The Terra Nova Project, conducted during the period 1997 through 2001 was the first sub-arctic subsea mega project. It was the first to use large scale open glory hole construction for iceberg protection and the first to deploy a disconnectable riser system in a harsh environment. Following on from Terra Nova, the White Rose project was built with strong reference to lessons learned from Terra Nova. Most recently, the White Rose North Amethyst extension project has expanded the knowledge base further. Offshore Sakhalin construction operations were successfully conducted with significant sea ice coverage. Construction offshore northern Norway brings its own challenges and lessons learned, particularly with respect to project planning and logistics.
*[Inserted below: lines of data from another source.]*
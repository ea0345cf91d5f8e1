//! Applies provider webhook callbacks to the status store

use serde_json::Value;
use std::sync::Arc;
use tokio::task::JoinHandle;

use super::exporter::ResultExporter;
use crate::error::Result;
use crate::store::StatusStore;
use crate::types::{ImportRecord, ImportStatus, WebhookAck, WebhookUpdate};

/// Outcome of one webhook delivery
pub struct WebhookOutcome {
    pub ack: WebhookAck,
    pub record: ImportRecord,
    /// Background export started for a completed import
    pub export: Option<JoinHandle<()>>,
}

/// Validates webhook payloads and records the reported status
pub struct WebhookHandler {
    store: Arc<StatusStore>,
    exporter: Option<Arc<ResultExporter>>,
}

impl WebhookHandler {
    pub fn new(store: Arc<StatusStore>, exporter: Option<Arc<ResultExporter>>) -> Self {
        Self { store, exporter }
    }

    /// Handle one delivery
    ///
    /// A structurally invalid payload is rejected before the store is touched.
    pub fn handle(&self, payload: &Value) -> Result<WebhookOutcome> {
        let update = WebhookUpdate::from_payload(payload)?;
        let record = self.store.apply_update(&update);

        match update.status {
            ImportStatus::Completed => {
                tracing::info!("Import {} completed successfully", update.import_id)
            }
            ImportStatus::Failed => tracing::error!(
                "Import {} failed: {}",
                update.import_id,
                update.error.as_deref().unwrap_or("no details")
            ),
            status => tracing::info!("Import {} is now {}", update.import_id, status),
        }

        // A re-delivered completion keeps the export already written
        let export = match (&self.exporter, update.status) {
            (Some(exporter), ImportStatus::Completed) if record.output_key.is_none() => {
                Some(exporter.spawn_export(update.import_id.clone()))
            }
            (Some(_), ImportStatus::Completed) => {
                tracing::debug!("Import {} already exported, skipping", update.import_id);
                None
            }
            _ => None,
        };

        Ok(WebhookOutcome {
            ack: WebhookAck::from(&update),
            record,
            export,
        })
    }
}

#[cfg(test)]
mod tests {
    use super::*;
    use crate::error::Error;
    use serde_json::json;

    #[tokio::test]
    async fn test_invalid_payload_leaves_store_untouched() {
        let store = Arc::new(StatusStore::in_memory());
        let handler = WebhookHandler::new(Arc::clone(&store), None);

        let result = handler.handle(&json!({ "status": "COMPLETED" }));
        assert!(matches!(result, Err(Error::Validation(_))));
        assert!(store.is_empty());
    }

    #[tokio::test]
    async fn test_completed_without_exporter() {
        let store = Arc::new(StatusStore::in_memory());
        store.insert(ImportRecord::pending("imp_1", "a.csv", "uploads/a.csv"));
        let handler = WebhookHandler::new(Arc::clone(&store), None);

        let outcome = handler
            .handle(&json!({ "data": { "id": "imp_1", "status": "SUCCESSFUL" } }))
            .unwrap();

        assert!(outcome.export.is_none());
        assert_eq!(outcome.ack.status, ImportStatus::Completed);
        assert_eq!(outcome.record.filename, "a.csv");
        assert_eq!(store.get("imp_1").unwrap().status, ImportStatus::Completed);
    }
}
//! Provider webhook endpoint

use axum::{
    extract::{rejection::JsonRejection, State},
    Json,
};
use serde_json::Value;

use crate::error::{Error, Result};
use crate::server::state::AppState;
use crate::types::WebhookAck;

/// POST /webhook - Record an import status callback from Dromo
pub async fn receive_webhook(
    State(state): State<AppState>,
    payload: std::result::Result<Json<Value>, JsonRejection>,
) -> Result<Json<WebhookAck>> {
    let Json(payload) = payload.map_err(|e| Error::validation(e.body_text()))?;
    let outcome = state.webhooks().handle(&payload)?;
    Ok(Json(outcome.ack))
}
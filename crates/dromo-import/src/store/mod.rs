//! Import status storage

pub mod status_store;

pub use status_store::StatusStore;
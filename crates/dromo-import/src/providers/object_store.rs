//! Object store trait for reading source files and writing processed output

use async_trait::async_trait;
use bytes::Bytes;

use crate::error::Result;

/// Trait for object storage
///
/// Implementations:
/// - `S3ObjectStore`: AWS S3 or an S3-compatible endpoint
/// - `MemoryObjectStore`: in-process map, for local runs and tests
#[async_trait]
pub trait ObjectStore: Send + Sync {
    /// Read an object's content
    async fn get_object(&self, key: &str) -> Result<Bytes>;

    /// Write an object, returning its storage URI
    async fn put_object(&self, key: &str, data: Bytes, content_type: &str) -> Result<String>;

    /// Get provider name for logging
    fn name(&self) -> &str;
}
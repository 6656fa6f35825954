//! TCP flag anomaly predicates

use crate::config::Config;
use crate::core::{ParsedPacket, RuleId, TcpFlags};

use super::Finding;

fn flags(packet: &ParsedPacket) -> Option<TcpFlags> {
    packet.tcp_flags()
}

pub fn no_bits_set(packet: &ParsedPacket, _config: &Config) -> Vec<Finding> {
    match flags(packet) {
        Some(f) if f.none_set() => {
            vec![Finding::new(
                RuleId::TcpNoBitsSet,
                "TCP segment with no control flags set",
            )
            .with_evidence("flags", 0u8)]
        }
        _ => Vec::new(),
    }
}

pub fn syn_and_fin(packet: &ParsedPacket, _config: &Config) -> Vec<Finding> {
    match flags(packet) {
        Some(f) if f.syn && f.fin => {
            vec![Finding::new(
                RuleId::TcpSynAndFin,
                "TCP segment with SYN and FIN both set",
            )
            .with_evidence("flags", f.to_u8())]
        }
        _ => Vec::new(),
    }
}

pub fn fin_no_ack(packet: &ParsedPacket, _config: &Config) -> Vec<Finding> {
    match flags(packet) {
        Some(f) if f.fin && !f.ack => {
            vec![Finding::new(
                RuleId::TcpFinNoAck,
                "TCP FIN without ACK",
            )
            .with_evidence("flags", f.to_u8())]
        }
        _ => Vec::new(),
    }
}
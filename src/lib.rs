//! Packet anomaly classification engine
//!
//! Classifies captured Ethernet/IPv4 frames against a fixed catalogue of
//! header anomalies and protocol-misuse patterns, emitting structured
//! alerts. Parsing is total: malformed input becomes classification data,
//! never an error.
//!
//! - `core`: frame parser, packet model and alert records
//! - `rules`: the table-driven rule catalogue
//! - `fragment`: stateful fragment set tracking (teardrop, storms, expiry)
//! - `ftp`: FTP control-channel tracking for data-port announcements
//! - `engine`: per-worker engine, sharded worker pool and alert sinks
//!
//! Embed via [`engine::AnalysisEngine`] for single-threaded use, or
//! [`engine::workers::WorkerPool`] to fan frames out across cores while
//! keeping each flow's state on one thread.

pub mod config;
pub mod core;
pub mod engine;
pub mod error;
pub mod fragment;
pub mod ftp;
pub mod rules;

pub use config::Config;
pub use core::{Alert, ParsedPacket, RuleId, Severity};
pub use engine::sink::{AlertSink, BufferedSink, ChannelSink};
pub use engine::workers::WorkerPool;
pub use engine::AnalysisEngine;
pub use error::{FramewatchError, Result};
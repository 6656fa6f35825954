//! UDP length abuse predicates

use crate::config::Config;
use crate::core::{ParsedPacket, RuleId, TransportHeader};

use super::Finding;

/// UDP header size; a declared length below this cannot be valid
pub const UDP_HEADER_LEN: u16 = 8;

fn udp_length(packet: &ParsedPacket) -> Option<u16> {
    match &packet.transport {
        Some(TransportHeader::Udp { length, .. }) => Some(*length),
        _ => None,
    }
}

pub fn short_header(packet: &ParsedPacket, _config: &Config) -> Vec<Finding> {
    match udp_length(packet) {
        Some(length) if length < UDP_HEADER_LEN => {
            vec![
                Finding::new(
                    RuleId::UdpShortHeader,
                    format!("UDP length field {} below header size", length),
                )
                .with_evidence("udp_length", length),
            ]
        }
        _ => Vec::new(),
    }
}

pub fn bomb(packet: &ParsedPacket, config: &Config) -> Vec<Finding> {
    match udp_length(packet) {
        Some(length) if length > config.udp.bomb_max_length => {
            vec![
                Finding::new(
                    RuleId::UdpBomb,
                    format!("UDP bomb: declared length {}", length),
                )
                .with_evidence("udp_length", length),
            ]
        }
        _ => Vec::new(),
    }
}
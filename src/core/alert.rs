//! Alert records
//!
//! Immutable alert format emitted by the rule engine. Once emitted an alert
//! is never mutated or retracted; the sink owns delivery and persistence.

use std::collections::HashMap;
use std::net::Ipv4Addr;

use chrono::{DateTime, Utc};
use serde::{Deserialize, Serialize};
use uuid::Uuid;

/// Alert severity levels
#[derive(Debug, Clone, Copy, PartialEq, Eq, PartialOrd, Ord, Serialize, Deserialize)]
#[repr(u8)]
pub enum Severity {
    Info = 0,
    Low = 1,
    Medium = 2,
    High = 3,
    Critical = 4,
}

impl Default for Severity {
    fn default() -> Self {
        Severity::Medium
    }
}

impl std::fmt::Display for Severity {
    fn fmt(&self, f: &mut std::fmt::Formatter<'_>) -> std::fmt::Result {
        match self {
            Severity::Info => write!(f, "INFO"),
            Severity::Low => write!(f, "LOW"),
            Severity::Medium => write!(f, "MEDIUM"),
            Severity::High => write!(f, "HIGH"),
            Severity::Critical => write!(f, "CRITICAL"),
        }
    }
}

/// The fixed rule catalogue
#[derive(Debug, Clone, Copy, PartialEq, Eq, Hash, Serialize, Deserialize)]
#[serde(rename_all = "snake_case")]
pub enum RuleId {
    // IP layer
    UnknownIpProtocol,
    LandAttack,
    ShortIpHeader,
    MalformedIpPacket,

    // IP options
    IpOptSecurity,
    IpOptLooseRoute,
    IpOptRecordRoute,
    IpOptStreamId,
    IpOptStrictRoute,
    IpOptTimestamp,
    MalformedIpOpt,

    // Fragmentation
    FragmentStorm,
    LargeFragmentOffset,
    TooManyFragment,
    Teardrop,
    SameFragmentOffset,
    InvalidFragment,

    // ICMP
    SourceQuench,
    TimestampRequest,
    TimestampReply,
    InfoRequest,
    InfoReply,
    MaskRequest,
    MaskReply,
    IcmpTooLarge,

    // UDP
    UdpShortHeader,
    UdpBomb,

    // TCP
    TcpNoBitsSet,
    TcpSynAndFin,
    TcpFinNoAck,

    // FTP
    FtpImproperPort,
}

impl std::fmt::Display for RuleId {
    fn fmt(&self, f: &mut std::fmt::Formatter<'_>) -> std::fmt::Result {
        let name = match self {
            RuleId::UnknownIpProtocol => "unknown_ip_protocol",
            RuleId::LandAttack => "land_attack",
            RuleId::ShortIpHeader => "short_ip_header",
            RuleId::MalformedIpPacket => "malformed_ip_packet",
            RuleId::IpOptSecurity => "ip_opt_security",
            RuleId::IpOptLooseRoute => "ip_opt_loose_route",
            RuleId::IpOptRecordRoute => "ip_opt_record_route",
            RuleId::IpOptStreamId => "ip_opt_stream_id",
            RuleId::IpOptStrictRoute => "ip_opt_strict_route",
            RuleId::IpOptTimestamp => "ip_opt_timestamp",
            RuleId::MalformedIpOpt => "malformed_ip_opt",
            RuleId::FragmentStorm => "fragment_storm",
            RuleId::LargeFragmentOffset => "large_fragment_offset",
            RuleId::TooManyFragment => "too_many_fragment",
            RuleId::Teardrop => "teardrop",
            RuleId::SameFragmentOffset => "same_fragment_offset",
            RuleId::InvalidFragment => "invalid_fragment",
            RuleId::SourceQuench => "source_quench",
            RuleId::TimestampRequest => "timestamp_request",
            RuleId::TimestampReply => "timestamp_reply",
            RuleId::InfoRequest => "info_request",
            RuleId::InfoReply => "info_reply",
            RuleId::MaskRequest => "mask_request",
            RuleId::MaskReply => "mask_reply",
            RuleId::IcmpTooLarge => "icmp_too_large",
            RuleId::UdpShortHeader => "udp_short_header",
            RuleId::UdpBomb => "udp_bomb",
            RuleId::TcpNoBitsSet => "tcp_no_bits_set",
            RuleId::TcpSynAndFin => "tcp_syn_and_fin",
            RuleId::TcpFinNoAck => "tcp_fin_no_ack",
            RuleId::FtpImproperPort => "ftp_improper_port",
        };
        write!(f, "{}", name)
    }
}

/// One fired detection
#[derive(Debug, Clone, Serialize, Deserialize)]
pub struct Alert {
    /// Unique alert ID
    pub id: Uuid,
    /// Fired rule
    pub rule: RuleId,
    /// Severity from the catalogue entry
    pub severity: Severity,
    /// Packet arrival time
    pub timestamp: DateTime<Utc>,
    /// Source address
    pub src_ip: Ipv4Addr,
    /// Destination address
    pub dst_ip: Ipv4Addr,
    /// Source port where the transport layer has one
    pub src_port: Option<u16>,
    /// Destination port where the transport layer has one
    pub dst_port: Option<u16>,
    /// Human-readable description
    pub message: String,
    /// Raw offending field values
    pub evidence: HashMap<String, serde_json::Value>,
}

impl Alert {
    pub fn new(
        rule: RuleId,
        severity: Severity,
        timestamp: DateTime<Utc>,
        src_ip: Ipv4Addr,
        dst_ip: Ipv4Addr,
        message: String,
    ) -> Self {
        Self {
            id: Uuid::new_v4(),
            rule,
            severity,
            timestamp,
            src_ip,
            dst_ip,
            src_port: None,
            dst_port: None,
            message,
            evidence: HashMap::new(),
        }
    }

    pub fn with_ports(mut self, src_port: Option<u16>, dst_port: Option<u16>) -> Self {
        self.src_port = src_port;
        self.dst_port = dst_port;
        self
    }

    pub fn with_evidence(
        mut self,
        key: impl Into<String>,
        value: impl Into<serde_json::Value>,
    ) -> Self {
        self.evidence.insert(key.into(), value.into());
        self
    }
}

#[cfg(test)]
mod tests {
    use super::*;

    #[test]
    fn test_alert_builder() {
        let alert = Alert::new(
            RuleId::LandAttack,
            Severity::High,
            Utc::now(),
            Ipv4Addr::new(10, 0, 0, 1),
            Ipv4Addr::new(10, 0, 0, 1),
            "land attack".into(),
        )
        .with_ports(Some(80), Some(80))
        .with_evidence("src_ip", "10.0.0.1");

        assert_eq!(alert.rule, RuleId::LandAttack);
        assert_eq!(alert.src_port, Some(80));
        assert!(alert.evidence.contains_key("src_ip"));
    }

    #[test]
    fn test_rule_id_display() {
        assert_eq!(RuleId::TcpSynAndFin.to_string(), "tcp_syn_and_fin");
        assert_eq!(RuleId::FtpImproperPort.to_string(), "ftp_improper_port");
    }

    #[test]
    fn test_alert_serializes() {
        let alert = Alert::new(
            RuleId::UdpBomb,
            Severity::High,
            Utc::now(),
            Ipv4Addr::new(1, 2, 3, 4),
            Ipv4Addr::new(5, 6, 7, 8),
            "udp bomb".into(),
        );
        let json = serde_json::to_string(&alert).unwrap();
        assert!(json.contains("udp_bomb"));
    }
}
It is not necessarily the individual challenges offered by the various environmental elements that make working in such areas so demanding, but the combination of wave, current, wind, fog, ice, soils and short season make the subarctic and arctic a very unique area of the world to undertake offshore operations. In addition to the environmental challenges, Northern Norway, Eastern Canada and Sakhalin offer excellent examples of working in remote areas with a lack of significant infrastructure and a reduced supply chain to call on.
This paper provides a point of reference for both operators and contractors looking to understand possible challenges associated with producing oil and gas in the Arctic and Sub-Arctic regions including: logistics, equipment specifications, installation planning, wellhead protection and the associated construction challenges and operations management within an environmental sensitive area.